REGEXEXTRACT: Google Sheets formulas explained

Look, I'll be honest with you. I used to be a super organized person until I started dabbling with spreadsheets. I'd get lost in the cells, lost in the taxonomies, lost in the functions. But then, I met REGEXEXTRACT in Google Sheets, and everything changed.

REGEXEXTRACT is like a spreadsheet superhero – it can help you to extract data from anywhere, no matter how messy the data may be. And it's all done using one simple formula that I am about to explain to you.

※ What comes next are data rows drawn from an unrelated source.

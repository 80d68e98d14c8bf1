use std::path::Path;
use std::sync::Arc;

use async_trait::async_trait;
use deepwiki_domain::entities::CacheRecord;
use deepwiki_domain::error::CacheError;
use deepwiki_domain::ports::{CacheLookup, CacheStore};
use duckdb::{params, Connection, Row};
use tokio::sync::Mutex;
use tracing::debug;

fn backend_err(context: &str, e: impl std::fmt::Display) -> CacheError {
    CacheError::Backend(format!("{context}: {e}"))
}

/// DuckDB + VSS backed durable half of the LLM cache (§4.6). The in-process
/// moka front cache and the exact-hash/similarity decision logic live in
/// `llm_cache.rs`; this type only persists and retrieves `CacheRecord`s.
pub struct DuckDbCacheStore {
    conn: Arc<Mutex<Connection>>,
    dimension: usize,
}

impl DuckDbCacheStore {
    pub fn open(path: &Path, dimension: usize) -> Result<Self, CacheError> {
        let conn = Connection::open(path).map_err(|e| backend_err("failed to open cache store", e))?;
        Self::initialize(&conn, dimension)?;
        Ok(DuckDbCacheStore {
            conn: Arc::new(Mutex::new(conn)),
            dimension,
        })
    }

    pub fn open_in_memory(dimension: usize) -> Result<Self, CacheError> {
        let conn = Connection::open_in_memory().map_err(|e| backend_err("failed to open in-memory cache store", e))?;
        Self::initialize(&conn, dimension)?;
        Ok(DuckDbCacheStore {
            conn: Arc::new(Mutex::new(conn)),
            dimension,
        })
    }

    fn initialize(conn: &Connection, dimension: usize) -> Result<(), CacheError> {
        conn.execute_batch("INSTALL vss; LOAD vss; SET hnsw_enable_experimental_persistence = true;")
            .map_err(|e| backend_err("failed to load vss extension", e))?;

        let schema = format!(
            r#"
            CREATE TABLE IF NOT EXISTS llm_cache (
                id TEXT PRIMARY KEY,
                exact_hash TEXT NOT NULL,
                system_prompt TEXT NOT NULL,
                prompt TEXT NOT NULL,
                response TEXT NOT NULL,
                temperature DOUBLE NOT NULL,
                model_name TEXT NOT NULL,
                created_at DOUBLE NOT NULL,
                hit_count UBIGINT NOT NULL,
                last_hit_at DOUBLE,
                ttl_seconds UBIGINT NOT NULL,
                vector FLOAT[{dimension}] NOT NULL
            );
            "#
        );
        conn.execute_batch(&schema).map_err(|e| backend_err("failed to create llm_cache table", e))?;

        let statements = [
            "CREATE INDEX IF NOT EXISTS llm_cache_exact_hash_idx ON llm_cache(exact_hash);",
            "CREATE INDEX IF NOT EXISTS llm_cache_vector_hnsw_idx ON llm_cache USING HNSW (vector) WITH (metric = 'cosine');",
        ];
        for stmt in statements {
            if let Err(e) = conn.execute_batch(stmt) {
                debug!("cache index creation skipped ({stmt}): {e}");
            }
        }
        Ok(())
    }

    fn vector_literal(&self, vector: &[f32]) -> Result<String, CacheError> {
        if vector.len() != self.dimension {
            return Err(CacheError::Corruption(format!(
                "expected embedding dimension {}, got {}",
                self.dimension,
                vector.len()
            )));
        }
        let mut s = String::with_capacity(vector.len() * 8 + 16);
        s.push('[');
        for (i, v) in vector.iter().enumerate() {
            if i > 0 {
                s.push_str(", ");
            }
            s.push_str(&v.to_string());
        }
        s.push_str(&format!("]::FLOAT[{}]", self.dimension));
        Ok(s)
    }

    fn row_to_lookup(row: &Row, similarity: f64) -> duckdb::Result<CacheLookup> {
        Ok(CacheLookup {
            id: row.get(0)?,
            response: row.get(1)?,
            model_name: row.get(2)?,
            created_at: row.get(3)?,
            ttl_seconds: row.get::<_, i64>(4)? as u64,
            similarity,
        })
    }
}

#[async_trait]
impl CacheStore for DuckDbCacheStore {
    async fn lookup_exact(&self, exact_hash: &str) -> Result<Option<CacheLookup>, CacheError> {
        let conn = self.conn.lock().await;
        let mut stmt = conn
            .prepare(
                "SELECT id, response, model_name, created_at, ttl_seconds FROM llm_cache \
                 WHERE exact_hash = ? ORDER BY created_at DESC LIMIT 1",
            )
            .map_err(|e| backend_err("failed to prepare exact lookup", e))?;
        let mut rows = stmt
            .query(params![exact_hash])
            .map_err(|e| backend_err("failed to run exact lookup", e))?;
        match rows.next().map_err(|e| backend_err("failed to read exact lookup row", e))? {
            Some(row) => Ok(Some(Self::row_to_lookup(row, 1.0).map_err(|e| backend_err("failed to parse cache row", e))?)),
            None => Ok(None),
        }
    }

    async fn search_similar(&self, vector: &[f32], limit: usize) -> Result<Vec<CacheLookup>, CacheError> {
        let literal = self.vector_literal(vector)?;
        let sql = format!(
            "SELECT id, response, model_name, created_at, ttl_seconds, \
             1.0 - array_cosine_distance(vector, {literal}) AS similarity \
             FROM llm_cache ORDER BY array_cosine_distance(vector, {literal}) LIMIT ?"
        );
        let conn = self.conn.lock().await;
        let mut stmt = conn.prepare(&sql).map_err(|e| backend_err("failed to prepare similarity search", e))?;
        let mut rows = stmt
            .query(params![limit as i64])
            .map_err(|e| backend_err("failed to run similarity search", e))?;

        let mut out = Vec::new();
        while let Some(row) = rows.next().map_err(|e| backend_err("failed to read similarity row", e))? {
            let similarity: f64 = row.get(5).map_err(|e| backend_err("failed to read similarity", e))?;
            out.push(Self::row_to_lookup(row, similarity.clamp(0.0, 1.0)).map_err(|e| backend_err("failed to parse cache row", e))?);
        }
        Ok(out)
    }

    async fn insert(&self, record: CacheRecord) -> Result<(), CacheError> {
        let literal = self.vector_literal(&record.vector)?;
        let conn = self.conn.lock().await;
        let sql = format!(
            "INSERT OR REPLACE INTO llm_cache \
             (id, exact_hash, system_prompt, prompt, response, temperature, model_name, created_at, hit_count, last_hit_at, ttl_seconds, vector) \
             VALUES (?, ?, ?, ?, ?, ?, ?, ?, ?, ?, ?, {literal})"
        );
        conn.execute(
            &sql,
            params![
                record.id,
                record.exact_hash,
                record.system_prompt,
                record.prompt,
                record.response,
                record.temperature,
                record.model_name,
                record.created_at,
                record.hit_count as i64,
                record.last_hit_at,
                record.ttl_seconds as i64,
            ],
        )
        .map_err(|e| backend_err("failed to insert cache record", e))?;
        Ok(())
    }

    async fn evict_expired(&self, now_epoch_seconds: f64, limit: usize) -> Result<u64, CacheError> {
        let conn = self.conn.lock().await;
        let count = conn
            .execute(
                "DELETE FROM llm_cache WHERE id IN (\
                   SELECT id FROM llm_cache \
                   WHERE (? - created_at) >= ttl_seconds \
                   LIMIT ?\
                 )",
                params![now_epoch_seconds, limit as i64],
            )
            .map_err(|e| backend_err("failed to evict expired cache records", e))?;
        Ok(count as u64)
    }

    async fn row_count(&self) -> Result<u64, CacheError> {
        let conn = self.conn.lock().await;
        let count: i64 = conn
            .query_row("SELECT COUNT(*) FROM llm_cache", [], |row| row.get(0))
            .map_err(|e| backend_err("failed to count cache rows", e))?;
        Ok(count as u64)
    }

    async fn clear(&self) -> Result<(), CacheError> {
        let conn = self.conn.lock().await;
        conn.execute_batch("DELETE FROM llm_cache;").map_err(|e| backend_err("failed to clear cache", e))?;
        Ok(())
    }
}
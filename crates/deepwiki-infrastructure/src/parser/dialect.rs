//! Per-language dispatch for the three extraction rules that differ by
//! grammar shape: identifier lookup, docstring extraction, and parent-class
//! extraction. §9 "Language-specific chunker branches": modeled as one
//! trait with one implementation per `Language` variant rather than a
//! `match` sprinkled through the chunker.

use deepwiki_domain::value_objects::Language;
use tree_sitter::Node;

use super::ast::{find_by_type, node_text};

/// The container node type that holds a class's parent-type list, per
/// language. `None` means the language has no syntactic inheritance the
/// chunker extracts (Go embeds via struct fields, Rust has no class
/// inheritance at all).
fn bases_container_kind(language: Language) -> Option<&'static str> {
    match language {
        Language::Python => Some("argument_list"),
        Language::TypeScript | Language::JavaScript => Some("class_heritage"),
        Language::Ruby => Some("superclass"),
        Language::Php => Some("base_clause"),
        Language::Kotlin => Some("delegation_specifiers"),
        Language::CSharp => Some("base_list"),
        Language::Swift => Some("type_inheritance_clause"),
        Language::Cpp => Some("base_class_clause"),
        Language::Java => Some("superclass"),
        Language::Go | Language::Rust | Language::C => None,
    }
}

/// Node kinds, within a bases container, that represent one parent type
/// name. Ruby is special-cased per the open question in §9: it captures
/// `constant` and `scope_resolution` nodes specifically (not the generic
/// identifier kinds other grammars use).
fn identifier_kinds_in_bases(language: Language) -> &'static [&'static str] {
    match language {
        Language::Ruby => &["constant", "scope_resolution"],
        _ => &["identifier", "type_identifier", "scoped_identifier", "qualified_name", "user_type"],
    }
}

/// Per-language identifier/docstring/parent-class extraction. Implemented
/// once per `Language` variant; the default methods below cover the common
/// case (a `name` field lookup, a bases-container scan) and only Python
/// overrides docstring extraction with grammar-specific logic.
pub trait LanguageDialect: Send + Sync {
    fn language(&self) -> Language;

    /// `name`-field lookup, handling the shapes that don't expose a plain
    /// `name` field (PHP/Kotlin/C#/Swift constructs that nest the
    /// identifier one level deeper). Returns `None` for anonymous
    /// constructs (e.g. JS arrow functions assigned to a pattern).
    fn node_name(&self, node: Node, source: &[u8]) -> Option<String> {
        if let Some(name_node) = node.child_by_field_name("name") {
            return Some(node_text(name_node, source).into_owned());
        }
        // Some grammars expose the identifier as the first named child
        // instead of a `name` field (e.g. Go's `type_declaration` wraps a
        // `type_spec` whose own `name` field is what we actually want).
        let mut cursor = node.walk();
        for child in node.children(&mut cursor) {
            if matches!(child.kind(), "type_spec" | "function_declarator") {
                if let Some(inner) = child.child_by_field_name("name") {
                    return Some(node_text(inner, source).into_owned());
                }
            }
        }
        None
    }

    /// Extracts a documentation comment/string attached to `node`, if the
    /// grammar exposes one. Default: absent (only Python and JS/TS override
    /// this with real logic per §4.1).
    fn docstring(&self, _node: Node, _source: &[u8]) -> Option<String> {
        None
    }

    /// Module-level docstring, extracted from the parse tree's root node.
    /// Default: absent.
    fn module_docstring(&self, _root: Node, _source: &[u8]) -> Option<String> {
        None
    }

    /// Parent class/interface names for a class-like `node`, scanning its
    /// language-specific bases container for identifier nodes.
    fn parent_classes(&self, node: Node, source: &[u8]) -> Vec<String> {
        let Some(container_kind) = bases_container_kind(self.language()) else {
            return Vec::new();
        };
        let mut cursor = node.walk();
        let Some(container) = node.children(&mut cursor).find(|c| c.kind() == container_kind) else {
            return Vec::new();
        };
        find_by_type(container, identifier_kinds_in_bases(self.language()))
            .into_iter()
            .map(|n| node_text(n, source).into_owned())
            .collect()
    }
}

struct PythonDialect;
impl LanguageDialect for PythonDialect {
    fn language(&self) -> Language {
        Language::Python
    }

    /// First `expression_statement` child of the body whose first child is
    /// a string literal; strips the `"""`/`'''` delimiters and surrounding
    /// whitespace.
    fn docstring(&self, node: Node, source: &[u8]) -> Option<String> {
        let body = node.child_by_field_name("body")?;
        let mut cursor = body.walk();
        let first_stmt = body.children(&mut cursor).find(|c| c.kind() == "expression_statement")?;
        let mut inner_cursor = first_stmt.walk();
        let string_node = first_stmt
            .children(&mut inner_cursor)
            .find(|c| c.kind() == "string")?;
        let raw = node_text(string_node, source).into_owned();
        Some(strip_python_string_delimiters(&raw))
    }

    /// Python's `module` node has no `body` field — its direct children
    /// *are* the body — so the module docstring is the first
    /// `expression_statement` child of the root itself.
    fn module_docstring(&self, root: Node, source: &[u8]) -> Option<String> {
        let mut cursor = root.walk();
        let first_stmt = root.children(&mut cursor).find(|c| c.kind() == "expression_statement")?;
        let mut inner_cursor = first_stmt.walk();
        let string_node = first_stmt
            .children(&mut inner_cursor)
            .find(|c| c.kind() == "string")?;
        let raw = node_text(string_node, source).into_owned();
        Some(strip_python_string_delimiters(&raw))
    }
}

fn strip_python_string_delimiters(raw: &str) -> String {
    let trimmed = raw.trim();
    for quote in ["\"\"\"", "'''"] {
        if let Some(inner) = trimmed.strip_prefix(quote).and_then(|s| s.strip_suffix(quote)) {
            return inner.trim().to_string();
        }
    }
    for quote in ['"', '\''] {
        if trimmed.starts_with(quote) && trimmed.ends_with(quote) && trimmed.len() >= 2 {
            return trimmed[1..trimmed.len() - 1].trim().to_string();
        }
    }
    trimmed.to_string()
}

struct JsLikeDialect(Language);
impl LanguageDialect for JsLikeDialect {
    fn language(&self) -> Language {
        self.0
    }

    /// Preceding block-comment sibling beginning with `/**`.
    fn docstring(&self, node: Node, source: &[u8]) -> Option<String> {
        let mut sibling = node.prev_sibling();
        while let Some(s) = sibling {
            if s.kind() == "comment" {
                let text = node_text(s, source).into_owned();
                if text.starts_with("/**") {
                    return Some(
                        text.trim_start_matches("/**")
                            .trim_end_matches("*/")
                            .lines()
                            .map(|l| l.trim().trim_start_matches('*').trim())
                            .collect::<Vec<_>>()
                            .join("\n")
                            .trim()
                            .to_string(),
                    );
                }
                return None;
            }
            if s.is_extra() {
                sibling = s.prev_sibling();
                continue;
            }
            break;
        }
        None
    }

    /// Leading `/**`-style block comment at the very top of the file.
    fn module_docstring(&self, root: Node, source: &[u8]) -> Option<String> {
        let first = root.child(0)?;
        if first.kind() != "comment" {
            return None;
        }
        let text = node_text(first, source).into_owned();
        text.starts_with("/**").then(|| {
            text.trim_start_matches("/**")
                .trim_end_matches("*/")
                .trim()
                .to_string()
        })
    }
}

macro_rules! default_dialect {
    ($name:ident, $lang:expr) => {
        struct $name;
        impl LanguageDialect for $name {
            fn language(&self) -> Language {
                $lang
            }
        }
    };
}

default_dialect!(GoDialect, Language::Go);
default_dialect!(RustDialect, Language::Rust);
default_dialect!(JavaDialect, Language::Java);
default_dialect!(CDialect, Language::C);
default_dialect!(CppDialect, Language::Cpp);
default_dialect!(RubyDialect, Language::Ruby);
default_dialect!(PhpDialect, Language::Php);
default_dialect!(KotlinDialect, Language::Kotlin);
default_dialect!(CSharpDialect, Language::CSharp);
default_dialect!(SwiftDialect, Language::Swift);

/// Returns the dialect implementation for `language`.
pub fn dialect_for(language: Language) -> &'static dyn LanguageDialect {
    match language {
        Language::Python => &PythonDialect,
        Language::TypeScript => {
            const D: JsLikeDialect = JsLikeDialect(Language::TypeScript);
            &D
        }
        Language::JavaScript => {
            const D: JsLikeDialect = JsLikeDialect(Language::JavaScript);
            &D
        }
        Language::Go => &GoDialect,
        Language::Rust => &RustDialect,
        Language::Java => &JavaDialect,
        Language::C => &CDialect,
        Language::Cpp => &CppDialect,
        Language::Ruby => &RubyDialect,
        Language::Php => &PhpDialect,
        Language::Kotlin => &KotlinDialect,
        Language::CSharp => &CSharpDialect,
        Language::Swift => &SwiftDialect,
    }
}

The basics of REGEXEXTRACT

The REGEXEXTRACT function looks at a string of text and extracts a specific piece of information. As mentioned earlier, REGEXEXTRACT is a Google Sheets formula, so let's get our hands on a spreadsheet and get started.

Here's a cute little example I came up with: Maybe you have a column of movie titles, but you only want to display the genre, it's easy to use the formula to extract the desired information. Here is what it would look like if you had a list of movies, and you wanted to isolate the genre alone:

 
    =REGEXEXTRACT(A2, "(.*)\:")

The first part of the formula (A2) is the cell in which the text we want to extract resides. The second part is the extraction criteria. It's like telling the function what data to look for and where to start extracting it. The ".*" tells the formula to look for any character (the period stands for "any character") and the asterisk ("*") indicates that this character can appear zero or more times.

The "\:" is used to indicate the end of the match criteria. Essentially, if REGEXEXTRACT finds that this "(.*)\: part of your data, then it will extract all data from the start until it finds a colon.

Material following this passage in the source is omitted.